# Husband talks non stop crap about my family



## constant_ache (Jul 10, 2011)

Me: female 30; husband, 34. Married 9 years, together for 11.

I just kicked my husband out of the house about 30 minutes ago. He constantly talks crap about my family, and today was the worst. 

We live in my parents house. Over a year and a half ago my parents were struggling to keep afloat and were losing their home. We moved in (we were living by ourselves in an apartment) to help with half the rent and utilities; we, at that time, also lived paycheck to paycheck and couldn't offer outright assistance. This was the best that we could do.
For many years when my parents were better off, they often helped us financially. Especially in the first 5 years. They lent us money whenever needed, but my husband fails to see that now.

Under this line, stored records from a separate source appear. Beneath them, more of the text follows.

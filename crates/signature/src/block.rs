//! crates/signature/src/block.rs
//!
//! Individual signature block representation.

/// Describes a single block of the reference document.
///
/// A block records both checksums plus a borrowed view of the bytes it was
/// computed over, so a matcher can report matched reference content without
/// copying it.
#[derive(Clone, Copy, Debug, Eq, PartialEq)]
pub struct BlockSignature<'a> {
    index: u32,
    weak: u32,
    strong: u32,
    data: &'a [u8],
}

impl<'a> BlockSignature<'a> {
    /// Creates a new block descriptor.
    pub(crate) const fn new(index: u32, weak: u32, strong: u32, data: &'a [u8]) -> Self {
        Self {
            index,
            weak,
            strong,
            data,
        }
    }

    /// Returns the zero-based index of the block within the reference.
    ///
    /// Indices are 32-bit; a table therefore describes at most `u32::MAX`
    /// blocks.
    #[inline]
    #[must_use]
    pub const fn index(&self) -> u32 {
        self.index
    }

    /// Returns the rolling (weak) hash of the block bytes.
    #[inline]
    #[must_use]
    pub const fn weak(&self) -> u32 {
        self.weak
    }

    /// Returns the Murmur3 (strong) digest of the block bytes.
    #[inline]
    #[must_use]
    pub const fn strong(&self) -> u32 {
        self.strong
    }

    /// Returns the block bytes, borrowed from the reference document.
    #[inline]
    #[must_use]
    pub const fn data(&self) -> &'a [u8] {
        self.data
    }

    /// Returns the number of bytes in the block.
    ///
    /// Every block except possibly the last spans the full configured block
    /// size.
    #[inline]
    #[must_use]
    pub const fn len(&self) -> usize {
        self.data.len()
    }

    /// Reports whether the block covers an empty range.
    ///
    /// Tables never contain empty blocks; this exists for API completeness.
    #[inline]
    #[must_use]
    pub const fn is_empty(&self) -> bool {
        self.data.is_empty()
    }
}

#[cfg(test)]
mod tests {
    use super::*;

    #[test]
    fn accessors_return_constructor_values() {
        let block = BlockSignature::new(42, 0x1_23ab, 0xdead_beef, b"sixteen byte blk");
        assert_eq!(block.index(), 42);
        assert_eq!(block.weak(), 0x1_23ab);
        assert_eq!(block.strong(), 0xdead_beef);
        assert_eq!(block.data(), b"sixteen byte blk");
        assert_eq!(block.len(), 16);
        assert!(!block.is_empty());
    }

    #[test]
    fn data_borrows_without_copying() {
        let reference = b"abcdefgh".to_vec();
        let block = BlockSignature::new(0, 0, 0, &reference[4..]);
        assert!(std::ptr::eq(block.data().as_ptr(), reference[4..].as_ptr()));
    }

    #[test]
    fn blocks_are_copy() {
        let block = BlockSignature::new(1, 2, 3, b"data");
        let copied = block;
        assert_eq!(block, copied);
    }

    #[test]
    fn debug_names_the_type() {
        let block = BlockSignature::new(0, 0, 0, b"");
        let debug = format!("{block:?}");
        assert!(debug.contains("BlockSignature"));
    }
}
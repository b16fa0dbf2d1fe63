#![doc = include_str!("../README.md")]
#![cfg_attr(docsrs, feature(doc_cfg))]
#![deny(unsafe_code)]
#![deny(missing_docs)]
#![deny(rustdoc::broken_intra_doc_links)]

mod block;
mod generation;
pub mod parallel;
mod table;

pub use block::BlockSignature;
pub use generation::generate_signatures;
pub use parallel::{
    PARALLEL_THRESHOLD_BYTES, generate_signatures_auto, generate_signatures_parallel,
};
pub use table::SignatureTable;
#![doc = include_str!("../README.md")]
#![cfg_attr(docsrs, feature(doc_cfg))]
#![deny(unsafe_code)]
#![deny(missing_docs)]
#![deny(rustdoc::broken_intra_doc_links)]

mod params;
mod rolling;
mod strong;

pub use params::{DEFAULT_STRONG_SEED, DEFAULT_WEAK_SEED, HashParams};
pub use rolling::RollingHash;
pub use strong::Murmur3;
//! crates/signature/src/generation.rs
//!
//! Signature table generation from reference documents.

#[cfg(feature = "tracing")]
use tracing::instrument;

use checksums::{HashParams, Murmur3, RollingHash};

use crate::block::BlockSignature;
use crate::table::SignatureTable;

/// Generates a signature table for `reference`.
///
/// The reference is tiled into `reference.len().div_ceil(block_size)`
/// consecutive blocks; every block except possibly the last spans the full
/// block size. Each block is recorded with its rolling hash, its Murmur3
/// digest, and a borrowed view of its bytes. An empty reference yields an
/// empty table.
///
/// Generation is deterministic: the same parameters and reference always
/// produce the same table.
#[cfg_attr(
    feature = "tracing",
    instrument(
        skip(params, reference),
        fields(
            reference_len = reference.len(),
            block_size = params.block_size().get()
        ),
        name = "generate_signatures"
    )
)]
#[must_use]
pub fn generate_signatures<'a>(params: &HashParams, reference: &'a [u8]) -> SignatureTable<'a> {
    let blocks = reference
        .chunks(params.block_len())
        .enumerate()
        .map(|(index, chunk)| signature_for(params, index as u32, chunk))
        .collect();

    SignatureTable::new(params, reference.len(), blocks)
}

/// Hashes a single block. Shared with the parallel generator so both produce
/// identical tables.
pub(crate) fn signature_for<'a>(
    params: &HashParams,
    index: u32,
    chunk: &'a [u8],
) -> BlockSignature<'a> {
    let weak = RollingHash::from_window(params, chunk).value();
    let strong = Murmur3::digest(params.strong_seed(), chunk);
    BlockSignature::new(index, weak, strong, chunk)
}
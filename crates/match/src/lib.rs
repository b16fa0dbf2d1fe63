#![deny(unsafe_code)]

//! Sliding-window block matching and delta plan construction.
//!
//! This crate implements the matching phase of two-phase delta
//! synchronization:
//! - [`compute_delta`] scans a target document against a reference
//!   signature table
//! - [`DeltaPlan`] and [`DeltaEntry`] report, per reference block, whether
//!   the target still contains it and which literal bytes surround the
//!   matches
//!
//! # Design
//!
//! The matcher reuses the rolling hash from the `checksums` crate and the
//! candidate index carried by [`signature::SignatureTable`]. A one-block
//! window slides over the target byte by byte; a match requires the weak
//! hash bucket and the Murmur3 digest to agree, and consumes the window so
//! scanning resumes after the matched bytes. Every reference block is
//! matched at most once, which keeps literal runs disjoint.
//!
//! # See also
//!
//! - [`signature`] crate for signature generation

mod matcher;
mod plan;

pub use matcher::{DeltaError, compute_delta};
pub use plan::{DeltaEntry, DeltaPlan};
//! Benchmarks for the sliding-window delta matcher.
//!
//! Covers the three scan regimes: targets identical to the reference (every
//! window jumps a whole block), lightly edited targets (jumps interleaved
//! with byte-by-byte slides), and unrelated targets (the window slides the
//! whole way without a single candidate).
//!
//! ```bash
//! cargo bench -p matching --bench delta_matching_benchmark
//! ```

use std::hint::black_box;
use std::num::NonZeroU32;

use criterion::{BenchmarkId, Criterion, Throughput, criterion_group, criterion_main};
use rand::rngs::StdRng;
use rand::{RngCore, SeedableRng};

use checksums::HashParams;
use matching::compute_delta;
use signature::generate_signatures;

// ============================================================================
// Test Data Utilities
// ============================================================================

/// Creates reference data with deterministic patterns.
fn make_reference(size: usize) -> Vec<u8> {
    (0..size).map(|i| (i % 251) as u8).collect()
}

/// Edits roughly every tenth block: replaces a few bytes and inserts a short
/// run, so matching alternates between block jumps and literal scanning.
fn make_edited_target(reference: &[u8], block_size: usize) -> Vec<u8> {
    let mut target = Vec::with_capacity(reference.len() + reference.len() / 64);
    for (block_index, block) in reference.chunks(block_size).enumerate() {
        if block_index % 10 == 3 {
            target.extend_from_slice(b"edit run");
            target.extend(block.iter().map(|byte| byte.wrapping_add(1)));
        } else {
            target.extend_from_slice(block);
        }
    }
    target
}

/// Creates data that shares no content with the deterministic reference.
fn make_unrelated_target(size: usize) -> Vec<u8> {
    let mut rng = StdRng::seed_from_u64(0x00c0_ffee);
    let mut data = vec![0u8; size];
    rng.fill_bytes(&mut data);
    data
}

fn params(block_size: u32) -> HashParams {
    HashParams::new(NonZeroU32::new(block_size).expect("block size must be non-zero"))
}

// ============================================================================
// Benchmarks
// ============================================================================

fn bench_identical_target(c: &mut Criterion) {
    let mut group = c.benchmark_group("delta_identical_target");
    for size in [64 * 1024, 1024 * 1024] {
        let params = params(1_024);
        let reference = make_reference(size);
        let table = generate_signatures(&params, &reference);

        group.throughput(Throughput::Bytes(size as u64));
        group.bench_with_input(BenchmarkId::from_parameter(size), &size, |b, _| {
            b.iter(|| {
                compute_delta(black_box(&params), black_box(&table), black_box(&reference))
                    .expect("parameters agree")
            });
        });
    }
    group.finish();
}

fn bench_edited_target(c: &mut Criterion) {
    let mut group = c.benchmark_group("delta_edited_target");
    for size in [64 * 1024, 1024 * 1024] {
        let params = params(1_024);
        let reference = make_reference(size);
        let table = generate_signatures(&params, &reference);
        let target = make_edited_target(&reference, 1_024);

        group.throughput(Throughput::Bytes(target.len() as u64));
        group.bench_with_input(BenchmarkId::from_parameter(size), &size, |b, _| {
            b.iter(|| {
                compute_delta(black_box(&params), black_box(&table), black_box(&target))
                    .expect("parameters agree")
            });
        });
    }
    group.finish();
}

fn bench_unrelated_target(c: &mut Criterion) {
    let mut group = c.benchmark_group("delta_unrelated_target");
    let size = 256 * 1024;
    let params = params(1_024);
    let table_source = make_reference(size);
    let table = generate_signatures(&params, &table_source);
    let target = make_unrelated_target(size);

    group.throughput(Throughput::Bytes(size as u64));
    group.bench_function("slide_only_scan", |b| {
        b.iter(|| {
            compute_delta(black_box(&params), black_box(&table), black_box(&target))
                .expect("parameters agree")
        });
    });
    group.finish();
}

fn bench_block_size_sweep(c: &mut Criterion) {
    let mut group = c.benchmark_group("delta_block_size_sweep");
    let reference = make_reference(1024 * 1024);

    for block_size in [256u32, 1_024, 4_096] {
        let params = params(block_size);
        let table = generate_signatures(&params, &reference);
        let target = make_edited_target(&reference, block_size as usize);

        group.throughput(Throughput::Bytes(target.len() as u64));
        group.bench_with_input(
            BenchmarkId::from_parameter(block_size),
            &block_size,
            |b, _| {
                b.iter(|| {
                    compute_delta(black_box(&params), black_box(&table), black_box(&target))
                        .expect("parameters agree")
                });
            },
        );
    }
    group.finish();
}

criterion_group!(
    benches,
    bench_identical_target,
    bench_edited_target,
    bench_unrelated_target,
    bench_block_size_sweep
);
criterion_main!(benches);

I was laid off from my job over a year ago and have been unemployed ever since. This is also a constant battle. I have to ask for permission to buy an $8 shirt and when my husband and I fight, I hear about the things that he has bought and will take away if I leave him.

Six months ago, my brother, his wife and his 4 children packed into the home. They couldn't afford an apartment. They have not paid a dime of rent or utilities while they have been here. When approached recently by my mom to pay 1/3 of the utilities at least, my brother freaked and started to make allegations of me talking bad about my parents. He also refused to pay 1/3 of the utilities and said my husband and I need to pick up the slack around the house and he won't pay his share until we do. Apparently, my brother throwing the trash once a week has gotten to his also unemployed butt. 
Obviously, my husband and I were furious. A big fight between everyone ensued. My bro and his family moved out, only to move back one week later.

Now here we are, in the pickle we are in.

We help my parents financially sometimes, but they always pay us back. We keep track of the bills; when I pay them, I keep a tally and keep my mom updated, to make sure we don't start paying their bills (per my husbands request, after his constant asking "you're not paying their bills, are you? How do you keep track").
My husband constantly claims that he's tired of helping my parents financially. I feel awful and stuck in the middle. They are my parents and I love them but I'm not working, just my husband, and they always pay us back. I also can see my husband's side. We aren't well off right now and it's difficult to say "no".

My husband constantly talks crap about my brother. This doesn't really piss me off, because I've seen how bad he's acted. When it comes to my parents, however, I can only hear so much.
If my parents give our nieces and nephews money, my husband talks crap. If they go out to eat for a small meal, he talks crap. If they fail to match a bill, he talks crap. If my dad takes one day out of a month to do something he loves to do, go golfing, he talks crap. Non-stop crap talking when he's home. I can only take so much. I will literally tell him I've heard enough and I'm going to have to cut him off (kind of like a bartender).

Tonight, after a day full of fighting over his non-stop crap talk, he told me very aggressively that he was tired of helping my parents out. When I reminded him that they always pay us back, and they did the same for us when we were hurting (and we never paid them back), he just refuses to listen.

I told him earlier, that I'm giving him what he wants and told him to get out. He then told me he'd shut up and sleep on the floor but after hours of my day being spent hearing nothing but negativity, I just couldn't take it anymore.

On top of that, 3 months ago, I found out that he had visited an old high school girlfriend at her work a few times...a big no no in our relationship. He lied about it even after being caught. Even though everyone in my family suspects that he was lying about even more stuff, they welcomed him back with open arms. 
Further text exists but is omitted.